*** EXTRACTED DATA ***
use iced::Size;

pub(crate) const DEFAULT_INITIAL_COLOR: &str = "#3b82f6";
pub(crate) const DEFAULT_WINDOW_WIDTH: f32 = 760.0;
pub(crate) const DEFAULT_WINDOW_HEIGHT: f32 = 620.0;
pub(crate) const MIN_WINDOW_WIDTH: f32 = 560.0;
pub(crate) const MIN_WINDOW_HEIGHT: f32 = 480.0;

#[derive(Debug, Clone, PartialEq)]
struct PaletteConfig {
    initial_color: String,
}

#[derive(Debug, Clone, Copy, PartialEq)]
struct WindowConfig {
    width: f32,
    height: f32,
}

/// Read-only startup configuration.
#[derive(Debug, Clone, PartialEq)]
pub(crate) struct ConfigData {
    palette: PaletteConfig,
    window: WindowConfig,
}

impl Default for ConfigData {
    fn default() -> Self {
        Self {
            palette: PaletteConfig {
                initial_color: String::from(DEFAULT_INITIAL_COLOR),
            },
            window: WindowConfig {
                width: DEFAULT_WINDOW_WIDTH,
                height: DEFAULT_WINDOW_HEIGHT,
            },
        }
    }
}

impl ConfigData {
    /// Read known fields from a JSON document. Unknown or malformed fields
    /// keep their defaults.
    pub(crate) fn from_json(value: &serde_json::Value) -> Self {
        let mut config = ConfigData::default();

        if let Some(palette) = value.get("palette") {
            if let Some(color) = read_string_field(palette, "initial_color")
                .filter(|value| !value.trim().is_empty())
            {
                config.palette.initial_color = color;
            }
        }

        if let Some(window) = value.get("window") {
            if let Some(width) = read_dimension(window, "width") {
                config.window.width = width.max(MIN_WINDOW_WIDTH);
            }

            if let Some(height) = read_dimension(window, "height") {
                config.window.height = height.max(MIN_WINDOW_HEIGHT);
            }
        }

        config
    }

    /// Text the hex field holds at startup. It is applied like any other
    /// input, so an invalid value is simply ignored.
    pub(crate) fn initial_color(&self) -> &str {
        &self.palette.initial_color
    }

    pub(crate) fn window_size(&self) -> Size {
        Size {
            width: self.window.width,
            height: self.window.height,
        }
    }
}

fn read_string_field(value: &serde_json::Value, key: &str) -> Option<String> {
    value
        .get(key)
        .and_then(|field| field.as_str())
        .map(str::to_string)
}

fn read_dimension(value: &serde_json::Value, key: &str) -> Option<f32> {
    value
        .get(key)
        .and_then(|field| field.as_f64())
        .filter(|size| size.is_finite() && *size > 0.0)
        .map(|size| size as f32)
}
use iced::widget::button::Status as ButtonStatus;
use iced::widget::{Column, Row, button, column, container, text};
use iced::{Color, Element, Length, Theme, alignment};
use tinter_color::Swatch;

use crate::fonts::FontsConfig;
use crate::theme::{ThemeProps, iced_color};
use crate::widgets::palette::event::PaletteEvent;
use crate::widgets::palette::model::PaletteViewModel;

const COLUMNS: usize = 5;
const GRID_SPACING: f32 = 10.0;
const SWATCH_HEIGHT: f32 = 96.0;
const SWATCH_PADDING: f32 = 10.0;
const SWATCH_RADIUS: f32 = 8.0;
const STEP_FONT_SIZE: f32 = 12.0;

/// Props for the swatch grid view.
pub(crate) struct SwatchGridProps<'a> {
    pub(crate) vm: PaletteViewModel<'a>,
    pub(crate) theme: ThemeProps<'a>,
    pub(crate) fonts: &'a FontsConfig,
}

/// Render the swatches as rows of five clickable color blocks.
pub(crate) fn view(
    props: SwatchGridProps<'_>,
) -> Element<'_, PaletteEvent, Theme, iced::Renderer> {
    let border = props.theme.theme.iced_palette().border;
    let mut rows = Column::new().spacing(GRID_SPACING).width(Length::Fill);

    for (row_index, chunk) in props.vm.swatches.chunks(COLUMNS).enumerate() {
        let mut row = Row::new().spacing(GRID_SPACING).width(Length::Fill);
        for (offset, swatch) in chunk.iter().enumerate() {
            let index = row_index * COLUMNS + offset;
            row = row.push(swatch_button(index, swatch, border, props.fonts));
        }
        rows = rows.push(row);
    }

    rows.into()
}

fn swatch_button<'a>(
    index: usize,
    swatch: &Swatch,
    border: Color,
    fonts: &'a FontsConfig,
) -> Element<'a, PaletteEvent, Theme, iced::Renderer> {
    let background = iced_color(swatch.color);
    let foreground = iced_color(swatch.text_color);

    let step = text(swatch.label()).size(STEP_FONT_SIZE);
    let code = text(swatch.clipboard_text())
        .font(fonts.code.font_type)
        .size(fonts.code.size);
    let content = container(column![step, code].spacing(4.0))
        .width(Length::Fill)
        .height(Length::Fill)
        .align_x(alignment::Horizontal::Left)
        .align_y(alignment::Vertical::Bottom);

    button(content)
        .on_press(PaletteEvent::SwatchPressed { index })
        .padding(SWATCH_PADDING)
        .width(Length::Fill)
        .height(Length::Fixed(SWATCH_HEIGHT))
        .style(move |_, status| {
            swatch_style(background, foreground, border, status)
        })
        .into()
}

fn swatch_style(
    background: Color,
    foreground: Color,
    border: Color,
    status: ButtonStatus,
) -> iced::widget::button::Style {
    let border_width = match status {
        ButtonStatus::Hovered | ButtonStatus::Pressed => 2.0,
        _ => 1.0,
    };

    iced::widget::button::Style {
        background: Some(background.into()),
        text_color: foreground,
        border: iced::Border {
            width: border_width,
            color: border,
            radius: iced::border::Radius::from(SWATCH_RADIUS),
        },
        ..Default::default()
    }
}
*** End of EXTRACTED DATA ***
*** EXTRACTED DATA ***
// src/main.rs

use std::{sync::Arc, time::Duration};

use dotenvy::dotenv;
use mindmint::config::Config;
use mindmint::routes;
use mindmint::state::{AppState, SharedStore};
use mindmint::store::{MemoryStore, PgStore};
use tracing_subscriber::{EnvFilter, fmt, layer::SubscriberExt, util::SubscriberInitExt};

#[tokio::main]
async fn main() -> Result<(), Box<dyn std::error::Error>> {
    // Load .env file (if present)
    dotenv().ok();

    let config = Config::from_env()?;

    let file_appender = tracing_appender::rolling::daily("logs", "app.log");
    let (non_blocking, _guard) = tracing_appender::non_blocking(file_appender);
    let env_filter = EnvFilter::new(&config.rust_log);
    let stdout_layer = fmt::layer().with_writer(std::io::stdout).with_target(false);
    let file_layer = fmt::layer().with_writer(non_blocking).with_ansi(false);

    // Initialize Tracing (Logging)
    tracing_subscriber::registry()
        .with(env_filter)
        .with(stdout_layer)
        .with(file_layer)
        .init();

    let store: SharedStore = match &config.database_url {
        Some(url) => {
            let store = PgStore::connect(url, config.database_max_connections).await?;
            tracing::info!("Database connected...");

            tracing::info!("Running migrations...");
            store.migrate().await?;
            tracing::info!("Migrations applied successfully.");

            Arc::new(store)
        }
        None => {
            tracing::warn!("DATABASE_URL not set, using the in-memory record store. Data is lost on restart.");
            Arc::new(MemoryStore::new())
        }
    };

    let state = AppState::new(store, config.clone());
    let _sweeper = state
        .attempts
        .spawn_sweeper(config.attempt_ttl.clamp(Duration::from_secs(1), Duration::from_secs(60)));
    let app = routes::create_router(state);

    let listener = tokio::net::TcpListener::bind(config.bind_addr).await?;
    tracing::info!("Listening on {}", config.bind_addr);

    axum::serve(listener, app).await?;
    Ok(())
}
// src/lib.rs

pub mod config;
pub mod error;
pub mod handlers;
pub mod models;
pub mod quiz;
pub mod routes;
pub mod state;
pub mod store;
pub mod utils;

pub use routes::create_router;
*** End of EXTRACTED DATA ***
*** EXTRACTED DATA ***
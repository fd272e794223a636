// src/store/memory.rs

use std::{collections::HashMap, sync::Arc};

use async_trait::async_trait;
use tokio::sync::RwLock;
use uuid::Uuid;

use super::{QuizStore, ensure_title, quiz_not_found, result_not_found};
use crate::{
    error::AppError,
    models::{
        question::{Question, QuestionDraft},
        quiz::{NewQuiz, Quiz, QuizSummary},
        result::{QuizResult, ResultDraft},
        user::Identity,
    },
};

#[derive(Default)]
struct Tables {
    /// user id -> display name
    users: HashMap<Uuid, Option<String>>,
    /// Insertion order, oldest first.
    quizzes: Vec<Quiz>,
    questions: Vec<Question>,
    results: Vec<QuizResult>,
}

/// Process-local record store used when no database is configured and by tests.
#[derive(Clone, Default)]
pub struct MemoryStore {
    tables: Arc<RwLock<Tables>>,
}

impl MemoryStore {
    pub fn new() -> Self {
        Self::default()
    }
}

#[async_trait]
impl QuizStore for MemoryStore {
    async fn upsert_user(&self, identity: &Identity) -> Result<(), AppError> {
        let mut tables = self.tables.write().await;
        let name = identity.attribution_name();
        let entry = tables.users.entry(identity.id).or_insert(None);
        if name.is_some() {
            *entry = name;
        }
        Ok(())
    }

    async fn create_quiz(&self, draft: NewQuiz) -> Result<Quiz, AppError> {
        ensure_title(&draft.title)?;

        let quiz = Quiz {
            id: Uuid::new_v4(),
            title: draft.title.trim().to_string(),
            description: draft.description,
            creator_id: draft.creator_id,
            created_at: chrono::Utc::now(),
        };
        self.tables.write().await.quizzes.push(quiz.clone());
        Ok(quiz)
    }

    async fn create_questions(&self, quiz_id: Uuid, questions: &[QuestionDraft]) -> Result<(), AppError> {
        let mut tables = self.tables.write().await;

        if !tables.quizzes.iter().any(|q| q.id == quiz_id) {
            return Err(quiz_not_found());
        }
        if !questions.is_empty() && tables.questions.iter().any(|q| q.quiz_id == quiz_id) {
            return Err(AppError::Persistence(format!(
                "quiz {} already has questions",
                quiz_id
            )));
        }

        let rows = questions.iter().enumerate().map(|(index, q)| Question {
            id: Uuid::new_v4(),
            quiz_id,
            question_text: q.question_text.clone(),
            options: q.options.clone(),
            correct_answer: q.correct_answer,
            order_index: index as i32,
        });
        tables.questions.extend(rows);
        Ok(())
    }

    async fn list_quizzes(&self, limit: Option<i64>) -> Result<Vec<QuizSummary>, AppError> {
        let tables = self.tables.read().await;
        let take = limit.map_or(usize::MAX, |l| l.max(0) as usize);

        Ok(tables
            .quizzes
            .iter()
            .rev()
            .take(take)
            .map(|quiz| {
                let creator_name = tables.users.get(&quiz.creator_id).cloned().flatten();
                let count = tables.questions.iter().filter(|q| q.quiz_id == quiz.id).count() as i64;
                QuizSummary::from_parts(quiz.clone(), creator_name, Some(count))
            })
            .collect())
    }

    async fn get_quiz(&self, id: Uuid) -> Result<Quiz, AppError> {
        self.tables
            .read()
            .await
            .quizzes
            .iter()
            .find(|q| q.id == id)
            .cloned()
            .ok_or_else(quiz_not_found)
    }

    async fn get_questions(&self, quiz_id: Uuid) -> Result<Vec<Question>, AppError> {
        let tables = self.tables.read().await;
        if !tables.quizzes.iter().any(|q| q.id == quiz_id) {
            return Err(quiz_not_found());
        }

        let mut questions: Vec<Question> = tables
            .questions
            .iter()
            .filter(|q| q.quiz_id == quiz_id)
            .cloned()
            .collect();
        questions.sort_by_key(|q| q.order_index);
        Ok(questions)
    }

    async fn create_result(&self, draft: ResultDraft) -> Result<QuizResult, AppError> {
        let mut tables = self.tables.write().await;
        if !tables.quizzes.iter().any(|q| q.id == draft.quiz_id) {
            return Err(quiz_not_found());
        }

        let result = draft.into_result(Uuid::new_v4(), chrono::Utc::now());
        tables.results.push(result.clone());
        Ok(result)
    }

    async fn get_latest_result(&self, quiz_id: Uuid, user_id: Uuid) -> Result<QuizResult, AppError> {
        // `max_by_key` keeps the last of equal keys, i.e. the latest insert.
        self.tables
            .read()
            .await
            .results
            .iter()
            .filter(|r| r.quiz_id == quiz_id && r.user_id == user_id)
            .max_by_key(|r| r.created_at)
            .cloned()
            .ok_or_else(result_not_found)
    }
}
*** End of EXTRACTED DATA ***
### WHAT THE TASK REQUIRES
Scan the listing for the string "HashMap" and copy every line that carries it.

### WRITTEN SOLUTION
use std::{collections::HashMap, sync::Arc};
    users: HashMap<Uuid, Option<String>>,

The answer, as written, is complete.